Incubator-mxnet: How to implement early stopping ?

Created on 6 Nov 2016 · 10Comments · Source: apache/incubator-mxnet

I have seen this question around but no answer has emerged...
By early stopping i mean stopping the training when the validation error does not decrease in a given number of epochs.
I ask because the validation set should be used to control overfitting and without implementing early stopping this is not possible.
In the attachment you can see the training curve in blue and the validation curve in red, you can clearly see that the model has overfit. The training error goes down while the validation error rises.
The plot is 1 - acc, just to make it easier to see the overfitting

attachment

Source

ghost

👍2

Most helpful comment

Use monitor and checkpoint. Monitor the parameter, once it fulfill some conditions you save the model.

VoVAllen on 6 Nov 2016

👍4

All 10 comments

Just to make it more clearly, I want to implement it in python...
It was fairly easy to implement a callback function that logs the training history but I can't stop the training in python...

I tried:

def early_stopping_callback(period, early_stop_epochs):
    def _callback(epoch, symbol, arg_params, aux_params):
        return False
    return _callback

To see if the training would stop after one epoch but it did not...

ghost on 6 Nov 2016

Use monitor and checkpoint. Monitor the parameter, once it fulfill some conditions you save the model.

VoVAllen on 6 Nov 2016

👍4

Thanks for the reply
I could do that but that does not stop the training and i will have to wait for the training to finish even knowing it will be useless...
And i also would like to do something similar to stop when the training error has converged.
Take the above example, the algorithm converged very quickly and i had to wait for the training to finish.

ghost on 6 Nov 2016

In the R code it is pretty simple and is already implemented.
I just would like to know why in python we don't have something similar ?
If the worries are backward compatibility just check for None in the condition, or is there some reason that it is the way it is ?

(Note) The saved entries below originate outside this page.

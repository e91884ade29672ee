use cartographer_test_utils::prelude::*;
use sea_orm::{ColumnTrait, EntityTrait, QueryFilter};

use crate::{
    data::{
        character::CharacterRepository, conflict::ContinuityConflictRepository,
        connection::ConnectionRepository, creator::CreatorRepository, edition::EditionRepository,
        era::EraRepository, event::EventRepository, reading_path::ReadingPathRepository,
        resource::ResourceRepository, retailer::RetailerRepository,
        story_arc::StoryArcRepository,
    },
    model::{
        character::CharacterRecord, conflict::ContinuityConflictRecord,
        connection::ConnectionRecord, creator::CreatorRecord, edition::CollectedEditionRecord,
        era::EraRecord, event::EventRecord, reading_path::ReadingPathRecord,
        resource::ResourceRecord, retailer::RetailerRecord, story_arc::StoryArcRecord,
    },
};

mod character;
mod conflict;
mod connection;
mod creator;
mod edition;
mod era;
mod event;
mod reading_path;
mod resource;
mod retailer;
mod story_arc;
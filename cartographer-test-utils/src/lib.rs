pub mod builder;
pub mod context;
pub mod error;
pub mod fixtures;

pub use builder::TestBuilder;
pub use context::TestContext;
pub use error::TestError;

pub mod prelude {
    pub use crate::{fixtures::factory, TestBuilder, TestContext, TestError};
}
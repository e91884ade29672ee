use sea_orm_migration::{prelude::*, schema::*};

#[derive(DeriveMigrationName)]
pub struct Migration;

#[async_trait::async_trait]
impl MigrationTrait for Migration {
    async fn up(&self, manager: &SchemaManager) -> Result<(), DbErr> {
        manager
            .create_table(
                Table::create()
                    .table(Creator::Table)
                    .if_not_exists()
                    .col(pk_auto(Creator::Id))
                    .col(string_uniq(Creator::Slug))
                    .col(string(Creator::Name))
                    .col(json_binary(Creator::Roles))
                    .col(string_null(Creator::ActiveYears))
                    .col(text_null(Creator::Bio))
                    .col(timestamp(Creator::CreatedAt))
                    .col(timestamp(Creator::UpdatedAt))
                    .to_owned(),
            )
            .await
    }

    async fn down(&self, manager: &SchemaManager) -> Result<(), DbErr> {
        manager
            .drop_table(Table::drop().table(Creator::Table).to_owned())
            .await
    }
}

#[derive(DeriveIden)]
pub enum Creator {
    #[sea_orm(iden = "creators")]
    Table,
    Id,
    Slug,
    Name,
    Roles,
    ActiveYears,
    Bio,
    CreatedAt,
    UpdatedAt,
}
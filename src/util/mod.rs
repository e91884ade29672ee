//! Shared helpers.

pub mod slug;
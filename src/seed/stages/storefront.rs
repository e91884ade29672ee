use sea_orm::ConnectionTrait;

use crate::{
    data::{resource::ResourceRepository, retailer::RetailerRepository},
    error::seed::SeedError,
    model::{resource::ResourceRecord, retailer::RetailerRecord},
    seed::{
        outcome::{RecordOutcome, StageReport},
        stage::Stage,
        SeedPipeline,
    },
};

impl<'a, C: ConnectionTrait> SeedPipeline<'a, C> {
    pub(in crate::seed) async fn seed_retailers(&self) -> Result<StageReport, SeedError> {
        let Some(retailers) = self.load::<RetailerRecord>(Stage::Retailers).await? else {
            return Ok(StageReport::not_loaded(Stage::Retailers));
        };

        let retailer_repo = RetailerRepository::new(self.db);
        let mut report = StageReport::new(Stage::Retailers);

        for retailer in &retailers {
            let outcome = RecordOutcome::from(retailer_repo.upsert(retailer).await);
            report.tally(&retailer.slug, outcome)?;
        }

        Ok(report)
    }

    pub(in crate::seed) async fn seed_resources(&self) -> Result<StageReport, SeedError> {
        let Some(resources) = self.load::<ResourceRecord>(Stage::Resources).await? else {
            return Ok(StageReport::not_loaded(Stage::Resources));
        };

        let resource_repo = ResourceRepository::new(self.db);
        let mut report = StageReport::new(Stage::Resources);

        for resource in &resources {
            let outcome = RecordOutcome::from(resource_repo.upsert(resource).await);
            report.tally(&resource.name, outcome)?;
        }

        Ok(report)
    }
}
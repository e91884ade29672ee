//! Record shapes decoded from the JSON data files.
//!
//! Decoding is lenient: absent fields take their empty value and `null` is accepted
//! wherever a value is optional, so a record whose only defect is a missing field still
//! loads and is judged by the seed stages instead of failing the whole file.

pub mod character;
pub mod conflict;
pub mod connection;
pub mod creator;
pub mod edition;
pub mod era;
pub mod event;
pub mod reading_path;
pub mod resource;
pub mod retailer;
pub mod story_arc;

pub(crate) mod lenient {
    use serde::{Deserialize, Deserializer};

    /// Treats `null` and blank strings as absent.
    pub fn blank_as_none<'de, D>(deserializer: D) -> Result<Option<String>, D::Error>
    where
        D: Deserializer<'de>,
    {
        Ok(Option::<String>::deserialize(deserializer)?.filter(|s| !s.trim().is_empty()))
    }

    /// Treats `null` as the type's default value.
    pub fn null_as_default<'de, D, T>(deserializer: D) -> Result<T, D::Error>
    where
        D: Deserializer<'de>,
        T: Default + Deserialize<'de>,
    {
        Ok(Option::<T>::deserialize(deserializer)?.unwrap_or_default())
    }
}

model <- mx.model.extract.model(symbol, train.execs)

    epoch_continue <- TRUE
    if (!is.null(epoch.end.callback)) {
      epoch_continue <- epoch.end.callback(iteration, 0, environment(), verbose = verbose)
    }

    if (!epoch_continue) {
      break
    }

ghost on 7 Nov 2016

I've read several codes in the repo. It seems you can stop the model by return False in the epoch_ends_callback function. I'm not sure whether this would work.

VoVAllen on 8 Nov 2016

No, it does not work. The relevant code is in the base_module class in the file of the same name, so I did a simple modification there so we could actually stop the training.

The original code is :

for callback in _as_list(epoch_end_callback):
    callback(epoch, self.symbol, arg_params, aux_params):

For now I did this simple modification (against my better judgement):

for callback in _as_list(epoch_end_callback):
    if not callback(epoch, self.symbol, arg_params, aux_params):
        return

It does the job but i would like to know from one of developers if this can be implemented in the official repo (it is literally two lines of code), it is never a good idea to change code from third party packages...

ghost on 8 Nov 2016

@piiswrong

VoVAllen on 8 Nov 2016

No comment on this issue ?? @piiswrong

ghost on 17 Nov 2016

I have a tentative solution that works, but as you said you have to modify base_module.py in mxnet. The repo has the test app, the Gist (see the readme.md) has the base_module changes. Its for mxnet version 0.9.4
https://github.com/kperkins411/mxnet_demo_earlystopping